**EXERCISE REQUIREMENTS**
Of the entries below, return exactly those lines that fall between the one containing "directory; if that is" and the one containing "pub mod local;", the two end lines included.
(Beginning of PROVIDED INFORMATION)
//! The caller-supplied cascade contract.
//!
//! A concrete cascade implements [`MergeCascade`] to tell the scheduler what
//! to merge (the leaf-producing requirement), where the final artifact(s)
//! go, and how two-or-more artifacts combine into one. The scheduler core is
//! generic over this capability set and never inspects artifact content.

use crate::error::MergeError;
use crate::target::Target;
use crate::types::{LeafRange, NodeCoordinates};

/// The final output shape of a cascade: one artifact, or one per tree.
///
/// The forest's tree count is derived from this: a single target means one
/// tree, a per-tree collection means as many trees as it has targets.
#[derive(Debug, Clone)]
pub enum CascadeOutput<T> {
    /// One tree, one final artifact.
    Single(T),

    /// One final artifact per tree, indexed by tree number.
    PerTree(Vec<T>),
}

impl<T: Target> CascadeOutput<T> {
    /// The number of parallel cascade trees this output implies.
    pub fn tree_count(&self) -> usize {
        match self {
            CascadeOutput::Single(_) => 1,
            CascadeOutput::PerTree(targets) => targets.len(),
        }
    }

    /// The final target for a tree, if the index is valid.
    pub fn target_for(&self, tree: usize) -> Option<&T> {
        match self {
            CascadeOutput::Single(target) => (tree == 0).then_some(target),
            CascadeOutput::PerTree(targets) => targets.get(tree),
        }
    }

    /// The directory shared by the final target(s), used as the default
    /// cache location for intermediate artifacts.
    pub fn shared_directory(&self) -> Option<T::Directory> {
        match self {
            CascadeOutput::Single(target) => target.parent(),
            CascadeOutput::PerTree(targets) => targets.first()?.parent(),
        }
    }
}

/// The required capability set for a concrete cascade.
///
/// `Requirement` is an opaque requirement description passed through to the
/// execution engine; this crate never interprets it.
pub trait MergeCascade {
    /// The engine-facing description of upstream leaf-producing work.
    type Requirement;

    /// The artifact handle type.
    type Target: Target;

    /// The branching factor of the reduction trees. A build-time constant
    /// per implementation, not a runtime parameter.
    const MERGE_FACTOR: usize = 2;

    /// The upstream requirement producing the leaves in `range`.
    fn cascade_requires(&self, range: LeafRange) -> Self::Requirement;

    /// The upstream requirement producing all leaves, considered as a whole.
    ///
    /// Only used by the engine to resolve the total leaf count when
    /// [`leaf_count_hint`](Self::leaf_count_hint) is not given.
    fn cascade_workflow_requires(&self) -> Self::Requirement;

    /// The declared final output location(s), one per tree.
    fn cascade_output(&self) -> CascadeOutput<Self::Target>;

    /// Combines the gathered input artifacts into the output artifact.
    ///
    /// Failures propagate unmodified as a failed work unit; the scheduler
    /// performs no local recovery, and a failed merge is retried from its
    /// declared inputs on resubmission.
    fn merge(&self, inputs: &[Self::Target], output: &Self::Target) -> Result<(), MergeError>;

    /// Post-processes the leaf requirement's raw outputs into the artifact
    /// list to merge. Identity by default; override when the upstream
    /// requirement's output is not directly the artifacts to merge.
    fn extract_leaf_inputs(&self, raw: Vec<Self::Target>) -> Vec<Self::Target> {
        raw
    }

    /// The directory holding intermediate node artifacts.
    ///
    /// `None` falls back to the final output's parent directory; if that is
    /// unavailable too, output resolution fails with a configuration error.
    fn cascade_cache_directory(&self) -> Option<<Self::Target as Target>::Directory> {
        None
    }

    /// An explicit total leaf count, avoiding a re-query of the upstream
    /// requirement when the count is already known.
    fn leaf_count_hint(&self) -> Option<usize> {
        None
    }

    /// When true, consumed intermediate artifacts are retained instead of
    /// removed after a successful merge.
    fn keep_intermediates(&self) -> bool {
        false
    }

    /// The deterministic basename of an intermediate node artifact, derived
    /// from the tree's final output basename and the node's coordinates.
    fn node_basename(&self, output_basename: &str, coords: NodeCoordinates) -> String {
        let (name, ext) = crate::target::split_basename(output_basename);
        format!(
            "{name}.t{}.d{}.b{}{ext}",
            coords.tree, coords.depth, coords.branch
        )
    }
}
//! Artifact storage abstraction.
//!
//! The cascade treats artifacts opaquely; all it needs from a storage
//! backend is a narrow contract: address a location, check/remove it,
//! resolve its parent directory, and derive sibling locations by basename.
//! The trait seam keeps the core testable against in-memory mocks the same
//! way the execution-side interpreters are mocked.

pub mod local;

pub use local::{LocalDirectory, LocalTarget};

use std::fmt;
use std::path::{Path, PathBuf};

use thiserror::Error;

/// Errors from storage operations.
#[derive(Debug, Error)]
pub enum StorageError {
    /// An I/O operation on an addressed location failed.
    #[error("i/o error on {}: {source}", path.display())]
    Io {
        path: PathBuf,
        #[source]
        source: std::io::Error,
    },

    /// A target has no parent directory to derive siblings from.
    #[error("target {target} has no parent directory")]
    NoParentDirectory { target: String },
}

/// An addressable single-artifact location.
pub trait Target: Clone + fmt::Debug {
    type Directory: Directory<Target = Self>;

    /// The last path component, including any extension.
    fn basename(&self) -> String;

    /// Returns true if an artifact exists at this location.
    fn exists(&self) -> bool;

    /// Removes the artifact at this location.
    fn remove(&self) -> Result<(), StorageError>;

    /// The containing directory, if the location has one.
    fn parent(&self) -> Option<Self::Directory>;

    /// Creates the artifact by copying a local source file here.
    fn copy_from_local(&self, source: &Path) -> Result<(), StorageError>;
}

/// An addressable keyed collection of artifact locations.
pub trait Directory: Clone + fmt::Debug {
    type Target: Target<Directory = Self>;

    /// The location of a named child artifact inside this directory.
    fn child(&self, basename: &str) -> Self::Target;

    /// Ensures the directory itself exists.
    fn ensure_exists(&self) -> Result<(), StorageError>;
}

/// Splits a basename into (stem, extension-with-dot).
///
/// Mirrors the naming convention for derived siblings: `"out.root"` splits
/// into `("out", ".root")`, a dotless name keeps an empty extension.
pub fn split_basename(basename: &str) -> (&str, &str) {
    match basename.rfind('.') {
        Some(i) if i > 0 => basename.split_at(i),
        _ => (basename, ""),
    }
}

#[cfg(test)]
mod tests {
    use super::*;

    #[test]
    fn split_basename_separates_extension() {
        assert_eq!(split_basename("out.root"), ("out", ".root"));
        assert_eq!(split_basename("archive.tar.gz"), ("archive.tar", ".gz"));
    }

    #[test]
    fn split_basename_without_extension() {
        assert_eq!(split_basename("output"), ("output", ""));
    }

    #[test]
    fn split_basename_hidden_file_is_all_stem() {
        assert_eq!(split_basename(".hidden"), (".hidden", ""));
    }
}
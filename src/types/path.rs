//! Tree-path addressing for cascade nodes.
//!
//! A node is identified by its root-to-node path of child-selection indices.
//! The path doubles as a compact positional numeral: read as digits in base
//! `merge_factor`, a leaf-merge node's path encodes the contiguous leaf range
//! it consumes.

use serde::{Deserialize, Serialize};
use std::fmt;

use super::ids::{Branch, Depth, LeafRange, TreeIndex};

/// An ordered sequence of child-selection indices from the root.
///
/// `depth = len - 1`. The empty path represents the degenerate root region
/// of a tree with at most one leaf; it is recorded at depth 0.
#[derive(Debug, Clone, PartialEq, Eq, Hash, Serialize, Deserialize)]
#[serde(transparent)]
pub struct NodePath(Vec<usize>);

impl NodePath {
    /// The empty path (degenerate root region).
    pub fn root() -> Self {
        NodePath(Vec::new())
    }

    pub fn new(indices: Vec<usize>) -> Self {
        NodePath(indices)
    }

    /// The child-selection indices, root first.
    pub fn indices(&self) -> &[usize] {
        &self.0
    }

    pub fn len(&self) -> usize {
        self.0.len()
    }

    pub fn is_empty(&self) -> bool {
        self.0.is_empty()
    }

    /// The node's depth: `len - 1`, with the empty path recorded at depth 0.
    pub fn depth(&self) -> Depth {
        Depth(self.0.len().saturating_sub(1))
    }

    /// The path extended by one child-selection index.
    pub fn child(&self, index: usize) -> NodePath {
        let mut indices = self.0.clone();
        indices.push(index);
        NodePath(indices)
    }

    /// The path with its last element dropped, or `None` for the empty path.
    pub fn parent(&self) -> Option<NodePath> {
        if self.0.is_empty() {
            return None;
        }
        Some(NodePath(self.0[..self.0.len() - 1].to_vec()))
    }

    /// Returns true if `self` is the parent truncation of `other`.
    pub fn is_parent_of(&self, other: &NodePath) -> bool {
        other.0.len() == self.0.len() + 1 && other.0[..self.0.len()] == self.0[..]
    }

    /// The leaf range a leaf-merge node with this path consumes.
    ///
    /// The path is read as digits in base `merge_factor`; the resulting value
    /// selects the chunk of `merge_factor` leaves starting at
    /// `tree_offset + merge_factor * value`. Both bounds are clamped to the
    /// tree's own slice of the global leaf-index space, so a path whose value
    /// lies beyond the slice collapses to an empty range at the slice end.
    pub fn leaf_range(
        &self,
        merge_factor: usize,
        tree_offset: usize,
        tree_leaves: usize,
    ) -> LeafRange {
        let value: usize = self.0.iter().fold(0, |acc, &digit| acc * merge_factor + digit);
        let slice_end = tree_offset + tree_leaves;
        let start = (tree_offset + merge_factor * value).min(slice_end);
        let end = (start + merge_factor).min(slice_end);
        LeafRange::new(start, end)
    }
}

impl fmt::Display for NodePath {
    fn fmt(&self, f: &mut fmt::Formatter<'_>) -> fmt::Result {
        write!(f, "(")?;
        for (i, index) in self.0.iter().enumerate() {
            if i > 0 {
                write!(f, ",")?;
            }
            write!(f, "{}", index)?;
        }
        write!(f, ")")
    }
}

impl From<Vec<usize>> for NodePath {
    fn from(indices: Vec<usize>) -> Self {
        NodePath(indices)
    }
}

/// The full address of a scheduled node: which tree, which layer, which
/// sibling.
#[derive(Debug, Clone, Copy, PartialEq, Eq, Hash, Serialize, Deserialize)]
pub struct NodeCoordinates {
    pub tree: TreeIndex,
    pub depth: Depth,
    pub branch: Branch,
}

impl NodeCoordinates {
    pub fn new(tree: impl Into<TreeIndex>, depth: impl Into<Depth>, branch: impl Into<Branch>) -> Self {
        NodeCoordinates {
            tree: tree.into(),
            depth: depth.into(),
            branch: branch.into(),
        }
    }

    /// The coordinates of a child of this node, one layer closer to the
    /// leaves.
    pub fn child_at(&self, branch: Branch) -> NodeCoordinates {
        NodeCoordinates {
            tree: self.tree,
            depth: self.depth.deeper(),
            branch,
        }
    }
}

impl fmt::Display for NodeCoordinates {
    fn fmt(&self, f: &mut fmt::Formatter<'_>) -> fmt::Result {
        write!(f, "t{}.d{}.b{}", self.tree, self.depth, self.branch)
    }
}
(End of PROVIDED INFORMATION)
**SOLUTION TO THE EXERCISE**
    /// `None` falls back to the final output's parent directory; if that is
    /// unavailable too, output resolution fails with a configuration error.
    fn cascade_cache_directory(&self) -> Option<<Self::Target as Target>::Directory> {
        None
    }

    /// An explicit total leaf count, avoiding a re-query of the upstream
    /// requirement when the count is already known.
    fn leaf_count_hint(&self) -> Option<usize> {
        None
    }

    /// When true, consumed intermediate artifacts are retained instead of
    /// removed after a successful merge.
    fn keep_intermediates(&self) -> bool {
        false
    }

    /// The deterministic basename of an intermediate node artifact, derived
    /// from the tree's final output basename and the node's coordinates.
    fn node_basename(&self, output_basename: &str, coords: NodeCoordinates) -> String {
        let (name, ext) = crate::target::split_basename(output_basename);
        format!(
            "{name}.t{}.d{}.b{}{ext}",
            coords.tree, coords.depth, coords.branch
        )
    }
}
//! Artifact storage abstraction.
//!
//! The cascade treats artifacts opaquely; all it needs from a storage
//! backend is a narrow contract: address a location, check/remove it,
//! resolve its parent directory, and derive sibling locations by basename.
//! The trait seam keeps the core testable against in-memory mocks the same
//! way the execution-side interpreters are mocked.

pub mod local;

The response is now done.